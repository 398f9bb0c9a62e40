use {
    async_trait::async_trait,
    lexlinker_channels::{ChannelOutbound, Error, Result},
    secrecy::ExposeSecret,
    serde::Deserialize,
    tracing::{debug, warn},
};

use crate::config::{TwilioAccount, with_whatsapp_prefix};

/// Non-2xx answer from the Messages API.
#[derive(Debug, thiserror::Error)]
#[error("HTTP {status}: {message}")]
pub struct ApiError {
    pub status: u16,
    pub code: Option<i64>,
    pub message: String,
}

#[derive(Debug, Default, Deserialize)]
struct ErrorBody {
    code: Option<i64>,
    message: Option<String>,
}

#[derive(Debug, Deserialize)]
struct CreatedMessage {
    sid: String,
}

/// Sends WhatsApp messages with the Twilio REST API.
pub struct TwilioOutbound {
    account: TwilioAccount,
    client: reqwest::Client,
}

impl TwilioOutbound {
    pub fn new(account: TwilioAccount) -> Self {
        Self::with_client(account, reqwest::Client::new())
    }

    pub fn with_client(account: TwilioAccount, client: reqwest::Client) -> Self {
        Self { account, client }
    }

    #[must_use]
    pub fn account(&self) -> &TwilioAccount {
        &self.account
    }
}

#[async_trait]
impl ChannelOutbound for TwilioOutbound {
    fn channel_type(&self) -> &str {
        "whatsapp"
    }

    async fn send_text(&self, to: &str, text: &str) -> Result<()> {
        if to.trim().is_empty() {
            return Err(Error::invalid_input("empty recipient"));
        }
        let to = with_whatsapp_prefix(to);
        let from = with_whatsapp_prefix(&self.account.from);
        let form = [
            ("From", from.as_str()),
            ("To", to.as_str()),
            ("Body", text),
        ];

        let resp = self
            .client
            .post(self.account.messages_url())
            .basic_auth(
                &self.account.account_sid,
                Some(self.account.auth_token.expose_secret()),
            )
            .form(&form)
            .send()
            .await
            .map_err(|e| Error::external("twilio request", e))?;

        let status = resp.status();
        if !status.is_success() {
            let raw = resp.text().await.unwrap_or_default();
            let body: ErrorBody = serde_json::from_str(&raw).unwrap_or_default();
            let err = ApiError {
                status: status.as_u16(),
                code: body.code,
                message: body.message.unwrap_or(raw),
            };
            warn!(status = err.status, code = ?err.code, to = %to, "twilio rejected message");
            return Err(Error::external("twilio send", err));
        }

        match resp.json::<CreatedMessage>().await {
            Ok(created) => debug!(sid = %created.sid, to = %to, "twilio message created"),
            Err(e) => debug!(error = %e, to = %to, "twilio accepted message without sid"),
        }
        Ok(())
    }
}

Problem to solve: What lines in the material include the string "await"? Pull each one out.

Exercise response:
            .await
            let raw = resp.text().await.unwrap_or_default();
        match resp.json::<CreatedMessage>().await {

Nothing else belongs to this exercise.